Lincomicin hydrochloride Darnitsa 30% 2 ml. №10

Description

Lincomicin hydrochloride Darnitsa composition
active substance: lincomycin;
1 ml of solution contains lincomycin hydrochloride in terms of anhydrous lincomycin 300 mg;
Excipients: disodium edetate, sodium hydroxide, water for injections.

Dosage form
Solution for injection.

Pharmacological properties
This drug Lincomicin hydrochloride Darnitsa  belongs to the group of antibacterial drugs intended for systemic use.
The active component of this drug is lincomycin, an antibacterial drug derived from streptomycins or other actinomycetes, is included in the group of lincosamides.
It has the ability to inhibit the synthesis of bacterial proteins, due to the property of forming irreversible bonds with the rice subunits and disrupting peptidyltransferase activity and inhibiting translocation and transpeptidization reactions.
Lincomicin hydrochloride Darnitsa  produces bacteriostatic or bactericidal effects.
It is effective against anaerobic non-spore-forming gram-positive bacteria, anaerobic and microaerophilic cocci, microaerophilic streptococci, aerobic gram-positive cocci, and other pathological microorganisms.

Indications
This drug Lincomicin hydrochloride Darnitsa  is used to treat infections caused by lincomycin-sensitive strains of gram-positive aerobic microorganisms, such as streptococci, pneumococci, and staphylococci, or by anaerobic bacteria that are sensitive to the drug. Including for treatment:

• upper respiratory tract infections: chronic sinusitis, purulent otitis media (including in combination with other antibiotics), except for infections caused by H. Influenzae;
• infections of the lower respiratory tract, including infectious exacerbations of chronic bronchitis and infectious pneumonia;
• serious infections of the skin and soft tissues caused by sensitive microorganisms, in cases where the appointment of antibiotics of the penicillin group is not indicated;
• infections of bones and joints, including osteomyelitis and septic arthritis;
• septicemia and endocarditis, in some cases of septicemia and / or endocarditis.

Contraindications
Not applicable if the patient has hypersensitivity (allergy) to one of the components that make up the drug.
It is also contraindicated in:

• myasthenia gravis;
• colitis in the acute stage;
• meningitis.

Taking antidiarrheal drugs reduces the effect of lincomycin.

Children
Lincomycin should be used in children from 1 month of age in the recommended doses

Application during pregnancy and lactation
Not intended for use in pregnant women.
Also not used during lactation.

Method of administration and dosage
The exact dosage and duration of treatment is determined by the attending physician, based on the severity of the infection, the patient’s condition and the sensitivity of the bacteria.
Recommended dosages:

• adults, intramuscularly – 600 mg every 24 hours, if necessary every 12 hours;
• adults, intravenously – 600 mg -1 gram every 8-12 hours, if necessary, the dose can be increased to 8 grams per day;
• children from 1 month to 18 years old, intramuscularly – the dose is calculated from the calculation of 10 mg per 1 kg of the patient’s weight per day, every 12 hours, as often as possible, if necessary;
• children, intravenously – 10-20 mg per 1 kg of patient weight per day.

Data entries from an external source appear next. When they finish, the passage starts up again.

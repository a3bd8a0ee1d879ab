//! Inbound side: the axum router and the per-request dispatch

use crate::cli::config::ProxyConfig;
use crate::error::Result;
use crate::logging::Logger;
use crate::proxy::context::{Endpoint, ProxyRequestContext};
use crate::proxy::forward::RequestForwarder;
use crate::proxy::rewrite::ResponseRewriter;
use crate::proxy::routes::RouteTable;
use crate::proxy::transport::UpstreamTransport;
use crate::registry::auth::AuthProber;
use crate::registry::token::TokenRelay;
use axum::Router;
use axum::extract::{Request, State};
use axum::http::header;
use axum::response::{IntoResponse, Response};
use axum::routing::get;
use std::sync::Arc;
use tower_http::trace::TraceLayer;
use tracing::Instrument;
use uuid::Uuid;

/// Everything a request handler needs, shared read-only across requests
#[derive(Debug)]
pub struct Relay {
    config: Arc<ProxyConfig>,
    routes: RouteTable,
    prober: AuthProber,
    token_relay: TokenRelay,
    forwarder: RequestForwarder,
    output: Logger,
}

impl Relay {
    pub fn new(config: ProxyConfig, output: Logger) -> Result<Self> {
        let routes = RouteTable::from_config(&config)?;
        let transport = UpstreamTransport::new(&config)?;

        let prober = AuthProber::new(transport.clone(), output.scoped("auth"));
        let token_relay = TokenRelay::new(prober.clone(), transport.clone(), output.scoped("token"));
        let rewriter = ResponseRewriter::new(
            config.max_rewrite_bytes,
            transport.timeout(),
            output.scoped("rewrite"),
        );
        let forwarder = RequestForwarder::new(transport, rewriter, output.scoped("forward"));

        Ok(Self {
            config: Arc::new(config),
            routes,
            prober,
            token_relay,
            forwarder,
            output,
        })
    }

    /// Resolve the route, classify the path and run the matching endpoint
    pub async fn handle(&self, request_id: String, request: Request) -> Result<Response> {
        let (parts, body) = request.into_parts();
        let host = ProxyRequestContext::inbound_host(&parts)?;
        let route = self.routes.resolve_or_error(&host)?.clone();
        let ctx = ProxyRequestContext::new(request_id, &parts, host, route, &self.config);

        self.output.detail(&format!(
            "{:?} via {} ({:?})",
            ctx.endpoint,
            ctx.route.base(),
            ctx.route.kind
        ));

        match ctx.endpoint {
            Endpoint::ChallengeProbe => self.prober.handle_version_check(&ctx).await,
            Endpoint::TokenRelay => self.token_relay.relay(&ctx).await,
            Endpoint::DataPlane => self.forwarder.forward(&ctx, body).await,
        }
    }
}

/// Router serving `/healthz` and relaying everything else
pub fn build_router(relay: Arc<Relay>) -> Router {
    Router::new()
        .route("/healthz", get(healthz))
        .fallback(relay_handler)
        .layer(TraceLayer::new_for_http())
        .with_state(relay)
}

async fn healthz() -> &'static str {
    "ok"
}

async fn relay_handler(State(relay): State<Arc<Relay>>, request: Request) -> Response {
    let request_id = Uuid::new_v4().to_string();
    let host = request
        .headers()
        .get(header::HOST)
        .and_then(|v| v.to_str().ok())
        .unwrap_or("-")
        .to_string();
    let span = tracing::info_span!(
        "request",
        request_id = %request_id,
        host = %host,
        method = %request.method(),
        path = %request.uri().path(),
    );

    async move {
        match relay.handle(request_id, request).await {
            Ok(response) => response,
            Err(e) => {
                if e.status_code().is_server_error() {
                    relay.output.error(&e.to_string());
                } else {
                    relay.output.warning(&e.to_string());
                }
                e.into_response()
            }
        }
    }
    .instrument(span)
    .await
}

Patients with impaired renal and / or liver function receive a dose reduced by 25-30%.

Overdose
Overdose symptoms:

• stomach ache;
• nausea;
• vomiting;
• diarrhea;
• allergic reactions;
• pseudomembranous colitis.

You should rinse the stomach, treat symptoms, take sorbents.
With pseudomembranous colitis, it is necessary to prescribe vancomycin, bacitracin, metronidazole, probiotics.
There is no specific antidote. Hemodialysis and peritoneal dialysis are ineffective.

Side effects
Therapy with this drug can cause side reactions in the form of:

• nausea, vomiting, abdominal pain, glossitis, stomatitis, heartburn, esophagitis, esophageal ulcers, diarrhea, antibiotic-associated colitis, incl. pseudomembranous colitis;
• hypersensitivity reactions, incl. angioneurotic edema, anaphylactic shock;
• neutropenia, leukopenia, eosinophilia, agranulocytosis, thrombocytopenia, aplastic anemia, and pancytopenia;
• jaundice;
• rash, skin flushing, allergic urticaria, itching, vaginitis, toxic epidermal necrolysis;
• azotemia, oliguria, proteinuria;
• candidiasis due to prolonged use of the drug.

Storage conditions and periods
The shelf life of the drug is no more than 2 years from the production date indicated on the package.
Store in a dry place out of the reach of children, at a temperature not exceeding 25 ° C.